- **Exercise goal**
Return every line from the one with "filename todos/src/config.rs" through the one with "pub struct Config", inclusive, exactly as it appears below.

***** Listed records

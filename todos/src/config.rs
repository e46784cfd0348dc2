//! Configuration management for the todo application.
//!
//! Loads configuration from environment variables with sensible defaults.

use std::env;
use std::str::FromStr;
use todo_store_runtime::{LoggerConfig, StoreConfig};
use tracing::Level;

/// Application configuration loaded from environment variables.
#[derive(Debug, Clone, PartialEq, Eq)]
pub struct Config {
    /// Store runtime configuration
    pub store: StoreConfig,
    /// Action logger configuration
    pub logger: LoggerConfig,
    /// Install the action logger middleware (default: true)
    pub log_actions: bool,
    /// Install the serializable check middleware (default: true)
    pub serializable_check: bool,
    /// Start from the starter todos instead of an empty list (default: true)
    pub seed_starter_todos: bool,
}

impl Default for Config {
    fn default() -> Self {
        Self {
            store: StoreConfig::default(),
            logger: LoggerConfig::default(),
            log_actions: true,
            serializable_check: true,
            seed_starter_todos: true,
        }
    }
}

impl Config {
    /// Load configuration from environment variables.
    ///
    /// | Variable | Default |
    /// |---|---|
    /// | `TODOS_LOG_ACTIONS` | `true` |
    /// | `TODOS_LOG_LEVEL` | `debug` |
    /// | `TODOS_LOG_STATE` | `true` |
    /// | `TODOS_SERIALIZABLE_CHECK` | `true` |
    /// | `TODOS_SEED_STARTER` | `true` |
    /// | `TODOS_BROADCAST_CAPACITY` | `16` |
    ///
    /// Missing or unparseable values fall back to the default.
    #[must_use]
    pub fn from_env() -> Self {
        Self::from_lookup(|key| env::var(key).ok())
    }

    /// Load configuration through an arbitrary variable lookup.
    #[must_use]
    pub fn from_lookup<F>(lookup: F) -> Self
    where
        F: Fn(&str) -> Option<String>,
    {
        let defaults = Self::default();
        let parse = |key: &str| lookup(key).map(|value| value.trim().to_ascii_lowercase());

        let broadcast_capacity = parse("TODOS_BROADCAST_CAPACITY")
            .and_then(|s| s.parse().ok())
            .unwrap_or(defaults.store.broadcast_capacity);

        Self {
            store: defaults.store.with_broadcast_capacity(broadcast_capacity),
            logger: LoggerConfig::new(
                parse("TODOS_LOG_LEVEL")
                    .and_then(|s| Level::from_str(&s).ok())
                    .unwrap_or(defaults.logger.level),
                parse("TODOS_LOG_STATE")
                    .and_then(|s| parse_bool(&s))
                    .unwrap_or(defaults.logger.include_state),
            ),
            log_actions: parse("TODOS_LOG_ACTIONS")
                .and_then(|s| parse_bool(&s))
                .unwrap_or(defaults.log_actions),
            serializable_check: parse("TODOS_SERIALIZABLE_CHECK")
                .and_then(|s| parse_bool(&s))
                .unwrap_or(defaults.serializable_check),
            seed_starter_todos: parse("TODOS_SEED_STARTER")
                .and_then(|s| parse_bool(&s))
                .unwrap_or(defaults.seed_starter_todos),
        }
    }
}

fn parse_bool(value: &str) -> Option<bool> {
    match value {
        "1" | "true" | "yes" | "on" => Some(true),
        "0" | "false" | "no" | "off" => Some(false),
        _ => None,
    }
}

**********
***** Listed records

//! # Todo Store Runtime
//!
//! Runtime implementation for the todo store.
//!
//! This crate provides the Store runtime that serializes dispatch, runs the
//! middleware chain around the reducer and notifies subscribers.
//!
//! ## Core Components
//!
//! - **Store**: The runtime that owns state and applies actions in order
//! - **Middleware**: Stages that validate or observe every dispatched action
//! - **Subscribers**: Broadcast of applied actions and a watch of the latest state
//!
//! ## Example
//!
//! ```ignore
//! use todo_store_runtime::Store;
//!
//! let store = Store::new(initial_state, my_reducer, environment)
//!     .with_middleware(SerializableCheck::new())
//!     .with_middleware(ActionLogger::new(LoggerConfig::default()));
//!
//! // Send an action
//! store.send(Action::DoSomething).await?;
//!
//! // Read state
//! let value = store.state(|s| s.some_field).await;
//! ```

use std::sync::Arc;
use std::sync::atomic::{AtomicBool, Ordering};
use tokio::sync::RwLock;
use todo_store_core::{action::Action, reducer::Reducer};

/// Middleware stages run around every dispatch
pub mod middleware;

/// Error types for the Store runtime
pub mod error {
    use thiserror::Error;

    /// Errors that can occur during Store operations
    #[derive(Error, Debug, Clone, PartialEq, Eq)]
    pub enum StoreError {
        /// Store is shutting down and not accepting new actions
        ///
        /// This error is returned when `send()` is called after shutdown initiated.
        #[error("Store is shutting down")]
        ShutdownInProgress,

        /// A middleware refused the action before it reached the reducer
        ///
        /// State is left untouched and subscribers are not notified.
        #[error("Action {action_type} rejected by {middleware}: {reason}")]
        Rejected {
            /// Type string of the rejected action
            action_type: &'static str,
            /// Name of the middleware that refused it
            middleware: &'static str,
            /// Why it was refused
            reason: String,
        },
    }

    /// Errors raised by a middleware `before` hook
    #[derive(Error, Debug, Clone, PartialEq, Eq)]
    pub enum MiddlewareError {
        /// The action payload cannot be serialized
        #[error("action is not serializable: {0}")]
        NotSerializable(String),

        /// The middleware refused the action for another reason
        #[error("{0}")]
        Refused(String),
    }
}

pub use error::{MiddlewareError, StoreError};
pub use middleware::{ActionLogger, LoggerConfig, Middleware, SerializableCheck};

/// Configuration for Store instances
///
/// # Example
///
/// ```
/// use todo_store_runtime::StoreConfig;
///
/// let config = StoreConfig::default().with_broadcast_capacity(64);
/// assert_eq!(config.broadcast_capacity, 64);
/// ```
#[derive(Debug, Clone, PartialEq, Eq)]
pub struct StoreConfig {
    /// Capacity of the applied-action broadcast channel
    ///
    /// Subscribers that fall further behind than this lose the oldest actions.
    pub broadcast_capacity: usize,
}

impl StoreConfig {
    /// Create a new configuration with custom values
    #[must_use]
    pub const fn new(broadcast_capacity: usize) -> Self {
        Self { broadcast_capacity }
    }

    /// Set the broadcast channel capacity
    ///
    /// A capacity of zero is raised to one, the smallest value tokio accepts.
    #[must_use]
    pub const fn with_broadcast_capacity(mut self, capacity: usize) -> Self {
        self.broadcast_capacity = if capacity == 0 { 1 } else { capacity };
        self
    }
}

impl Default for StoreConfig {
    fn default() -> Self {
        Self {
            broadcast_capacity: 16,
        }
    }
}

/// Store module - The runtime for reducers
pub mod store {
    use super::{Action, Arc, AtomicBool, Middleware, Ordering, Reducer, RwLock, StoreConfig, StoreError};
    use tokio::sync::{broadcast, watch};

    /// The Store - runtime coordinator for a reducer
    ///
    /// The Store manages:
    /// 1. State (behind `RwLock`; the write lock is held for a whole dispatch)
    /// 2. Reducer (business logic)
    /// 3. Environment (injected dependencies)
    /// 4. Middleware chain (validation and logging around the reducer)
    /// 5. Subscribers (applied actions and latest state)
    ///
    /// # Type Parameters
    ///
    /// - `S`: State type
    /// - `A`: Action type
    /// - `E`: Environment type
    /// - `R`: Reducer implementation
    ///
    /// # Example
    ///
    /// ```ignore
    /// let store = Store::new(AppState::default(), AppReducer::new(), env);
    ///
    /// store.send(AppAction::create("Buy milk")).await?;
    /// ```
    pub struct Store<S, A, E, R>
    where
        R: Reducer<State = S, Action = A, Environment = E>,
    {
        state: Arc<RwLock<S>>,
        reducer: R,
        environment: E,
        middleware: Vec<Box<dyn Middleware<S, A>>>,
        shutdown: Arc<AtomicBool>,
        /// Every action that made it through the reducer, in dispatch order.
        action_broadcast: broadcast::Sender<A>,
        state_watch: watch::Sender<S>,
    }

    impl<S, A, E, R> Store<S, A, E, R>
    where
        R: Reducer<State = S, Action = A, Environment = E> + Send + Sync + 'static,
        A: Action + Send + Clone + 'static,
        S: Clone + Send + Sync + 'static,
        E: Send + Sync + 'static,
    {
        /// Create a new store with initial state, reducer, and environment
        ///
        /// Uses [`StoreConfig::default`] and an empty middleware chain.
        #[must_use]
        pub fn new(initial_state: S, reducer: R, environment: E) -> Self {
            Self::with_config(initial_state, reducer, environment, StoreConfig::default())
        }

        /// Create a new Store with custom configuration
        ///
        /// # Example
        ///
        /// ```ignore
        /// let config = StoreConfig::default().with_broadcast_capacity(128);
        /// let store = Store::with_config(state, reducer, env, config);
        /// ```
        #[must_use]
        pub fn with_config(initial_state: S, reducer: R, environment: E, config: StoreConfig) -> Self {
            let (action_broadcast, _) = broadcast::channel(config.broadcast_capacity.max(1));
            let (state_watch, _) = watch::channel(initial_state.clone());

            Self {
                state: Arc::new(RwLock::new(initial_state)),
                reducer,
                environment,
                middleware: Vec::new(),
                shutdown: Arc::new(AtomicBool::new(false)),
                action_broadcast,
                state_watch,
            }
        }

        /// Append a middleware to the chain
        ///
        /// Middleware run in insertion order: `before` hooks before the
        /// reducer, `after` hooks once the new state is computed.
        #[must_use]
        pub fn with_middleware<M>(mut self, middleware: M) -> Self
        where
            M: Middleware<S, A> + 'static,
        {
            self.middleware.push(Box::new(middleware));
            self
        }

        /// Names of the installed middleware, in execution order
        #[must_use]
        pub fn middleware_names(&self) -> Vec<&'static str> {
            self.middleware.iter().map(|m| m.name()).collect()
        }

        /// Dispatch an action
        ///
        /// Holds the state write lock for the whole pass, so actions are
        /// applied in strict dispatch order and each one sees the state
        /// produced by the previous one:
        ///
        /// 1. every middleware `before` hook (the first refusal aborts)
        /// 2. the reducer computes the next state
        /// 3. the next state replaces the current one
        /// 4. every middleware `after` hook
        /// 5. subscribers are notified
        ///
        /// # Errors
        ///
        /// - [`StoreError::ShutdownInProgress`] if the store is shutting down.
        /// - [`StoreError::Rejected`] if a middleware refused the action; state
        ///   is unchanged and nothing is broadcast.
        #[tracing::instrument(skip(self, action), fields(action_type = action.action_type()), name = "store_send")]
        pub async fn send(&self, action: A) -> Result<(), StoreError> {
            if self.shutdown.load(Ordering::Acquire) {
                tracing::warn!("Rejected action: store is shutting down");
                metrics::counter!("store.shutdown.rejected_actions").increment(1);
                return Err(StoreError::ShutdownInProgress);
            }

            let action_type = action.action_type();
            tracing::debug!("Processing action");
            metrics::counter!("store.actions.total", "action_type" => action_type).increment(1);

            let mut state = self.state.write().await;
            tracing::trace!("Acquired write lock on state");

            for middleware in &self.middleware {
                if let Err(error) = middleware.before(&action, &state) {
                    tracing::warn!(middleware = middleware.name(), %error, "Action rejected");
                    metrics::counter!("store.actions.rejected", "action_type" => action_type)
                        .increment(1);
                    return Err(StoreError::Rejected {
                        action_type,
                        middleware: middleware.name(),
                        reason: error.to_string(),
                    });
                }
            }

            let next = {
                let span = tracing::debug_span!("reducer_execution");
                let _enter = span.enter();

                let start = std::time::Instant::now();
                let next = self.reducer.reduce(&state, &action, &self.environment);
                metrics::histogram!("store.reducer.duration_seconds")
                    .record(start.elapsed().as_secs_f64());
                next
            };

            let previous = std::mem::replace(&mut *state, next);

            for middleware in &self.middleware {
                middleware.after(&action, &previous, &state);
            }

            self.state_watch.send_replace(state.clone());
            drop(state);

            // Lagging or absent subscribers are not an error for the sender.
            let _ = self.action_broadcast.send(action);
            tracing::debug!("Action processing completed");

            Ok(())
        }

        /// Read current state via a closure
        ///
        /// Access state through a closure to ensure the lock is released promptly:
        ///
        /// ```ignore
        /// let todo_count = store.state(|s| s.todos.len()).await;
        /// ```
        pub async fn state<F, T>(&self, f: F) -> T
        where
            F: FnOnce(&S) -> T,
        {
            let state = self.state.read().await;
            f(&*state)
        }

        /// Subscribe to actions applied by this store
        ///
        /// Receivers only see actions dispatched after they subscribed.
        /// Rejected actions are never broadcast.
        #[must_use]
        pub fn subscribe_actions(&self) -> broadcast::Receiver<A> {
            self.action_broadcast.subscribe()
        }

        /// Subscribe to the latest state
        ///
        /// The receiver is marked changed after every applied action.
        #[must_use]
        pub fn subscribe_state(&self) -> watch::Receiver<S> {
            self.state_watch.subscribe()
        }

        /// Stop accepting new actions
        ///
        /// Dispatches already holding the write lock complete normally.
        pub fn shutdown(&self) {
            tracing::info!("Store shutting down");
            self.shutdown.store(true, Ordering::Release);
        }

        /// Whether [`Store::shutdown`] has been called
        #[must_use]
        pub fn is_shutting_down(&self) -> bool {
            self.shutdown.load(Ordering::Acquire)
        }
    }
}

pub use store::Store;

**********

- **Result below**
filename todos/src/config.rs
repository e46784cfd0348dc2
//! Configuration management for the todo application.
//!
//! Loads configuration from environment variables with sensible defaults.

use std::env;
use std::str::FromStr;
use todo_store_runtime::{LoggerConfig, StoreConfig};
use tracing::Level;

/// Application configuration loaded from environment variables.
#[derive(Debug, Clone, PartialEq, Eq)]
pub struct Config {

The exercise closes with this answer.